//! Canonical JSON for deterministic serialization.
//!
//! Every hash in the fabric is computed over this encoding, so two
//! implementations that agree on these rules produce identical digests:
//!
//! - Object keys sorted ascending by Unicode code point, at every depth
//! - Array order preserved
//! - No whitespace; `,` and `:` separators only
//! - Strings escaped exactly as `JSON.stringify` escapes them
//! - Numbers rendered with the ECMAScript `Number::toString` algorithm
//! - `-0` becomes `0`; `NaN` and `±Infinity` become `null`
//! - Integer literals beyond ±(2^53 − 1) become decimal strings
//!
//! **CRITICAL**: This encoding is FROZEN. Changes break every stored
//! fingerprint and Merkle root.

use std::collections::BTreeMap;
use std::fmt::Write as _;

use serde::de::{Deserialize, Deserializer};
use serde::ser::{Serialize, SerializeMap, SerializeSeq, Serializer};
use serde_json::{Number, Value};

use crate::error::{CoreError, Result};
use crate::hash::Sha256Hash;

/// Largest integer exactly representable as an IEEE-754 double.
pub const MAX_SAFE_INTEGER: u64 = 9_007_199_254_740_991;

/// A number in canonical form.
///
/// Holds the exact literal that will be written: either a safe integer or a
/// finite float rendered the way ECMAScript renders it.
#[derive(Debug, Clone, PartialEq, Eq, Hash)]
pub struct CanonicalNumber(String);

impl CanonicalNumber {
    /// Canonical form of an integer, or `None` if it is outside the safe range.
    pub fn from_i64(n: i64) -> Option<Self> {
        if n.unsigned_abs() > MAX_SAFE_INTEGER {
            None
        } else {
            Some(Self(n.to_string()))
        }
    }

    /// Canonical form of a float, or `None` if it is not finite.
    ///
    /// Integral values beyond [`MAX_SAFE_INTEGER`] render as plain digits
    /// here; [`canonicalize`] emits those as strings instead.
    pub fn from_f64(f: f64) -> Option<Self> {
        if f.is_finite() {
            Some(Self(format_ecmascript(f)))
        } else {
            None
        }
    }

    /// The literal text.
    pub fn as_str(&self) -> &str {
        &self.0
    }

    /// The value as a double.
    pub fn as_f64(&self) -> f64 {
        self.0.parse().unwrap_or(0.0)
    }
}

/// A structured value in canonical form.
///
/// Objects are backed by a `BTreeMap<String, _>`: UTF-8 byte order is the
/// same as Unicode code point order, so iteration order is the canonical order.
#[derive(Debug, Clone, PartialEq, Eq)]
pub enum CanonicalValue {
    Null,
    Bool(bool),
    Number(CanonicalNumber),
    String(String),
    Array(Vec<CanonicalValue>),
    Object(BTreeMap<String, CanonicalValue>),
}

impl CanonicalValue {
    /// Short type name, used in diffs.
    pub fn type_name(&self) -> &'static str {
        match self {
            CanonicalValue::Null => "null",
            CanonicalValue::Bool(_) => "boolean",
            CanonicalValue::Number(_) => "number",
            CanonicalValue::String(_) => "string",
            CanonicalValue::Array(_) => "array",
            CanonicalValue::Object(_) => "object",
        }
    }

    /// Look up a key on an object value.
    pub fn get(&self, key: &str) -> Option<&CanonicalValue> {
        match self {
            CanonicalValue::Object(map) => map.get(key),
            _ => None,
        }
    }

    /// Borrow as a string, if this is a string value.
    pub fn as_str(&self) -> Option<&str> {
        match self {
            CanonicalValue::String(s) => Some(s),
            _ => None,
        }
    }

    /// Convert back to a `serde_json::Value`.
    ///
    /// Feeding the result to [`canonicalize`] yields `self` again.
    pub fn to_json_value(&self) -> Value {
        match self {
            CanonicalValue::Null => Value::Null,
            CanonicalValue::Bool(b) => Value::Bool(*b),
            CanonicalValue::Number(n) => n
                .as_str()
                .parse::<Number>()
                .map(Value::Number)
                .unwrap_or(Value::Null),
            CanonicalValue::String(s) => Value::String(s.clone()),
            CanonicalValue::Array(items) => {
                Value::Array(items.iter().map(CanonicalValue::to_json_value).collect())
            }
            CanonicalValue::Object(map) => Value::Object(
                map.iter()
                    .map(|(k, v)| (k.clone(), v.to_json_value()))
                    .collect(),
            ),
        }
    }

    /// Canonical JSON text of this value.
    pub fn to_canonical_string(&self) -> String {
        let mut out = String::new();
        write_value(&mut out, self);
        out
    }

    /// SHA-256 of the canonical JSON text.
    pub fn hash(&self) -> Sha256Hash {
        Sha256Hash::hash(self.to_canonical_string().as_bytes())
    }
}

impl From<&str> for CanonicalValue {
    fn from(s: &str) -> Self {
        CanonicalValue::String(s.to_string())
    }
}

impl From<String> for CanonicalValue {
    fn from(s: String) -> Self {
        CanonicalValue::String(s)
    }
}

impl From<bool> for CanonicalValue {
    fn from(b: bool) -> Self {
        CanonicalValue::Bool(b)
    }
}

impl From<i64> for CanonicalValue {
    fn from(n: i64) -> Self {
        match CanonicalNumber::from_i64(n) {
            Some(num) => CanonicalValue::Number(num),
            None => CanonicalValue::String(n.to_string()),
        }
    }
}

impl From<&Value> for CanonicalValue {
    fn from(value: &Value) -> Self {
        canonicalize(value)
    }
}

impl Serialize for CanonicalValue {
    fn serialize<S: Serializer>(&self, serializer: S) -> std::result::Result<S::Ok, S::Error> {
        match self {
            CanonicalValue::Null => serializer.serialize_unit(),
            CanonicalValue::Bool(b) => serializer.serialize_bool(*b),
            CanonicalValue::Number(n) => match n.as_str().parse::<Number>() {
                Ok(literal) => literal.serialize(serializer),
                Err(_) => serializer.serialize_f64(n.as_f64()),
            },
            CanonicalValue::String(s) => serializer.serialize_str(s),
            CanonicalValue::Array(items) => {
                let mut seq = serializer.serialize_seq(Some(items.len()))?;
                for item in items {
                    seq.serialize_element(item)?;
                }
                seq.end()
            }
            CanonicalValue::Object(entries) => {
                let mut map = serializer.serialize_map(Some(entries.len()))?;
                for (k, v) in entries {
                    map.serialize_entry(k, v)?;
                }
                map.end()
            }
        }
    }
}

impl<'de> Deserialize<'de> for CanonicalValue {
    fn deserialize<D: Deserializer<'de>>(deserializer: D) -> std::result::Result<Self, D::Error> {
        let value = Value::deserialize(deserializer)?;
        Ok(canonicalize(&value))
    }
}

/// Normalize a JSON value into canonical form.
pub fn canonicalize(value: &Value) -> CanonicalValue {
    match value {
        Value::Null => CanonicalValue::Null,
        Value::Bool(b) => CanonicalValue::Bool(*b),
        Value::Number(n) => canonicalize_number(n),
        Value::String(s) => CanonicalValue::String(s.clone()),
        Value::Array(items) => CanonicalValue::Array(items.iter().map(canonicalize).collect()),
        Value::Object(map) => CanonicalValue::Object(
            map.iter()
                .map(|(k, v)| (k.clone(), canonicalize(v)))
                .collect(),
        ),
    }
}

/// Normalize any serializable value into canonical form.
pub fn canonicalize_serializable<T: serde::Serialize + ?Sized>(value: &T) -> Result<CanonicalValue> {
    let json = serde_json::to_value(value).map_err(|e| CoreError::Serialization(e.to_string()))?;
    Ok(canonicalize(&json))
}

/// Canonical JSON text of a canonical value.
pub fn serialize(value: &CanonicalValue) -> String {
    value.to_canonical_string()
}

/// Canonicalize and serialize in one step.
pub fn to_canonical_json(value: &Value) -> String {
    canonicalize(value).to_canonical_string()
}

/// Canonical JSON bytes of a JSON value.
pub fn canonical_json_bytes(value: &Value) -> Vec<u8> {
    to_canonical_json(value).into_bytes()
}

/// Canonical JSON bytes of any serializable value.
pub fn canonical_bytes_of<T: serde::Serialize + ?Sized>(value: &T) -> Result<Vec<u8>> {
    Ok(canonicalize_serializable(value)?
        .to_canonical_string()
        .into_bytes())
}

/// True iff both values have the same canonical JSON.
pub fn equal(a: &Value, b: &Value) -> bool {
    to_canonical_json(a) == to_canonical_json(b)
}

/// `sha256(canonical_json(value))`.
pub fn canonical_hash(value: &Value) -> Sha256Hash {
    Sha256Hash::hash(to_canonical_json(value).as_bytes())
}

/// `sha256(canonical_json(value))` for any serializable value.
pub fn canonical_hash_of<T: serde::Serialize + ?Sized>(value: &T) -> Result<Sha256Hash> {
    Ok(canonicalize_serializable(value)?.hash())
}

/// Canonicalize a number, checking integer range on the literal digits.
///
/// The check happens before any conversion to `f64`, so an integer that
/// does not fit a double is never silently rounded.
fn canonicalize_number(n: &Number) -> CanonicalValue {
    let literal = n.to_string();
    if let Some(value) = integer_literal(&literal) {
        return value;
    }
    match n.as_f64() {
        Some(f) => canonicalize_float(f),
        None => CanonicalValue::Null,
    }
}

/// Canonicalize a double.
///
/// An integral value beyond the safe range that renders in plain digits is
/// emitted as a string, exactly as the same digits written as an integer
/// literal would be. Otherwise re-reading the output would change it.
fn canonicalize_float(f: f64) -> CanonicalValue {
    match CanonicalNumber::from_f64(f) {
        Some(num) if f.fract() == 0.0 && f.abs() > MAX_SAFE_INTEGER as f64 && f.abs() < 1e21 => {
            CanonicalValue::String(num.0)
        }
        Some(num) => CanonicalValue::Number(num),
        None => CanonicalValue::Null,
    }
}

/// Handle a plain integer literal (`-?[0-9]+`), or return `None`.
fn integer_literal(literal: &str) -> Option<CanonicalValue> {
    let (negative, digits) = match literal.strip_prefix('-') {
        Some(rest) => (true, rest),
        None => (false, literal),
    };
    if digits.is_empty() || !digits.bytes().all(|b| b.is_ascii_digit()) {
        return None;
    }

    let trimmed = digits.trim_start_matches('0');
    let magnitude = match trimmed.parse::<u64>() {
        Ok(m) => Some(m),
        Err(_) if trimmed.is_empty() => Some(0),
        Err(_) => None,
    };

    match magnitude {
        Some(0) => Some(CanonicalValue::Number(CanonicalNumber("0".to_string()))),
        Some(m) if m <= MAX_SAFE_INTEGER => {
            let text = if negative { format!("-{m}") } else { m.to_string() };
            Some(CanonicalValue::Number(CanonicalNumber(text)))
        }
        _ => {
            let text = if negative {
                format!("-{trimmed}")
            } else {
                trimmed.to_string()
            };
            Some(CanonicalValue::String(text))
        }
    }
}

/// Render a finite double the way ECMAScript `Number::toString` does.
///
/// Rust's `{:e}` formatting yields the shortest round-trip digits; only the
/// placement of the decimal point and exponent differs between the two.
fn format_ecmascript(f: f64) -> String {
    if f == 0.0 {
        return "0".to_string();
    }

    let sci = format!("{:e}", f.abs());
    let (mantissa, exponent) = match sci.split_once('e') {
        Some(parts) => parts,
        None => return f.to_string(),
    };
    let exponent: i32 = match exponent.parse() {
        Ok(e) => e,
        Err(_) => return f.to_string(),
    };
    let digits: String = mantissa.chars().filter(|c| *c != '.').collect();
    let k = digits.len() as i32;
    let n = exponent + 1;

    let mut out = String::new();
    if f < 0.0 {
        out.push('-');
    }

    if k <= n && n <= 21 {
        out.push_str(&digits);
        out.extend(std::iter::repeat('0').take((n - k) as usize));
    } else if 0 < n && n <= 21 {
        out.push_str(&digits[..n as usize]);
        out.push('.');
        out.push_str(&digits[n as usize..]);
    } else if -6 < n && n <= 0 {
        out.push_str("0.");
        out.extend(std::iter::repeat('0').take((-n) as usize));
        out.push_str(&digits);
    } else {
        let e = n - 1;
        out.push_str(&digits[..1]);
        if k > 1 {
            out.push('.');
            out.push_str(&digits[1..]);
        }
        out.push('e');
        out.push(if e >= 0 { '+' } else { '-' });
        let _ = write!(out, "{}", e.abs());
    }
    out
}

fn write_value(out: &mut String, value: &CanonicalValue) {
    match value {
        CanonicalValue::Null => out.push_str("null"),
        CanonicalValue::Bool(true) => out.push_str("true"),
        CanonicalValue::Bool(false) => out.push_str("false"),
        CanonicalValue::Number(n) => out.push_str(n.as_str()),
        CanonicalValue::String(s) => write_string(out, s),
        CanonicalValue::Array(items) => {
            out.push('[');
            for (i, item) in items.iter().enumerate() {
                if i > 0 {
                    out.push(',');
                }
                write_value(out, item);
            }
            out.push(']');
        }
        CanonicalValue::Object(map) => {
            out.push('{');
            for (i, (key, item)) in map.iter().enumerate() {
                if i > 0 {
                    out.push(',');
                }
                write_string(out, key);
                out.push(':');
                write_value(out, item);
            }
            out.push('}');
        }
    }
}

fn write_string(out: &mut String, s: &str) {
    out.push('"');
    for ch in s.chars() {
        match ch {
            '"' => out.push_str("\\\""),
            '\\' => out.push_str("\\\\"),
            '\u{08}' => out.push_str("\\b"),
            '\u{0c}' => out.push_str("\\f"),
            '\n' => out.push_str("\\n"),
            '\r' => out.push_str("\\r"),
            '\t' => out.push_str("\\t"),
            c if c < '\u{20}' => {
                let _ = write!(out, "\\u{:04x}", c as u32);
            }
            c => out.push(c),
        }
    }
    out.push('"');
}
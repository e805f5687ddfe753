//! Error types for Merkle operations.

use thiserror::Error;

/// Errors from building trees and generating proofs.
#[derive(Debug, Error)]
pub enum MerkleError {
    #[error("cannot build a Merkle tree from zero leaves")]
    EmptyTree,

    #[error("leaf index {index} out of range [0, {leaf_count})")]
    IndexOutOfRange { index: usize, leaf_count: usize },

    #[error("proof is malformed: {0}")]
    MalformedProof(String),

    #[error(transparent)]
    Core(#[from] reach_fabric_core::CoreError),
}

/// Result type for Merkle operations.
pub type Result<T> = std::result::Result<T, MerkleError>;
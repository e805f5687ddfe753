//! Content-addressed storage.
//!
//! Addresses are `hex(sha256(bytes))`, so identical content always lands at
//! the same key. The store is in-memory and thread-safe via `RwLock`.

use std::collections::HashMap;
use std::sync::{RwLock, RwLockReadGuard, RwLockWriteGuard};

use bytes::Bytes;

use reach_fabric_core::{sort_strings, Sha256Hash};

use crate::error::Result;
use crate::tree::MerkleTree;

/// Content address of some bytes.
pub fn content_address(data: &[u8]) -> String {
    Sha256Hash::hash(data).to_hex()
}

/// In-memory content-addressed store.
///
/// Owned by the caller; there is no process-wide instance.
#[derive(Debug, Default)]
pub struct ContentAddressedStore {
    data: RwLock<HashMap<String, Bytes>>,
}

impl ContentAddressedStore {
    pub fn new() -> Self {
        Self::default()
    }

    fn read(&self) -> RwLockReadGuard<'_, HashMap<String, Bytes>> {
        self.data.read().unwrap_or_else(|e| e.into_inner())
    }

    fn write(&self) -> RwLockWriteGuard<'_, HashMap<String, Bytes>> {
        self.data.write().unwrap_or_else(|e| e.into_inner())
    }

    /// Store bytes and return their address. Re-storing is a no-op.
    pub fn store(&self, data: impl Into<Bytes>) -> String {
        let data = data.into();
        let address = content_address(&data);
        let mut map = self.write();
        if !map.contains_key(&address) {
            tracing::debug!(address = %address, size = data.len(), "stored content");
            map.insert(address.clone(), data);
        }
        address
    }

    /// Store every item and return the Merkle root over them, in order.
    ///
    /// Each item stays individually retrievable by its own address.
    pub fn store_batch<I: AsRef<[u8]>>(&self, items: &[I]) -> Result<String> {
        let tree = MerkleTree::build(items)?;
        for item in items {
            self.store(Bytes::copy_from_slice(item.as_ref()));
        }
        tracing::debug!(items = items.len(), root = %tree.root_hex(), "stored batch");
        Ok(tree.root_hex())
    }

    pub fn retrieve(&self, address: &str) -> Option<Bytes> {
        self.read().get(address).cloned()
    }

    pub fn contains(&self, address: &str) -> bool {
        self.read().contains_key(address)
    }

    pub fn len(&self) -> usize {
        self.read().len()
    }

    pub fn is_empty(&self) -> bool {
        self.read().is_empty()
    }

    /// All addresses in sorted order.
    pub fn addresses(&self) -> Vec<String> {
        let keys: Vec<String> = self.read().keys().cloned().collect();
        sort_strings(&keys)
    }
}
//! Error types for replay verification.

use thiserror::Error;

use reach_fabric_core::CoreError;

/// Replay errors.
#[derive(Debug, Error)]
pub enum ReplayError {
    #[error("event {index}: schemaVersion {found} is not supported (supported: {supported:?})")]
    VersionIncompatible {
        index: usize,
        found: String,
        supported: Vec<String>,
    },

    #[error("event {index}: {event_type} requires payload field {field}")]
    MissingPayloadField {
        index: usize,
        event_type: String,
        field: String,
    },

    #[error("event {index}: {event_type} payload must be a JSON object")]
    PayloadNotObject { index: usize, event_type: String },

    #[error("event log line {line}: {message}")]
    Parse { line: usize, message: String },

    #[error("determinism check requires at least 2 trials, got {0}")]
    TooFewTrials(usize),

    #[error("trial {trial} failed: {message}")]
    TrialFailed { trial: usize, message: String },

    #[error("nondeterminism detected at trial {trial}: expected {expected}, got {actual}")]
    Nondeterministic {
        trial: usize,
        expected: String,
        actual: String,
    },

    #[error(transparent)]
    Core(#[from] CoreError),
}

/// Result type for replay operations.
pub type Result<T> = std::result::Result<T, ReplayError>;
**********
* **TASK TO CARRY OUT**: Beginning with the first line of the listing above, please write out every line exactly until you reach the line that contains "- Strings escaped", and include that one too.

* **OUTPUT OF THE EXERCISE**:
//! Canonical JSON for deterministic serialization.
//!
//! Every hash in the fabric is computed over this encoding, so two
//! implementations that agree on these rules produce identical digests:
//!
//! - Object keys sorted ascending by Unicode code point, at every depth
//! - Array order preserved
//! - No whitespace; `,` and `:` separators only
//! - Strings escaped exactly as `JSON.stringify` escapes them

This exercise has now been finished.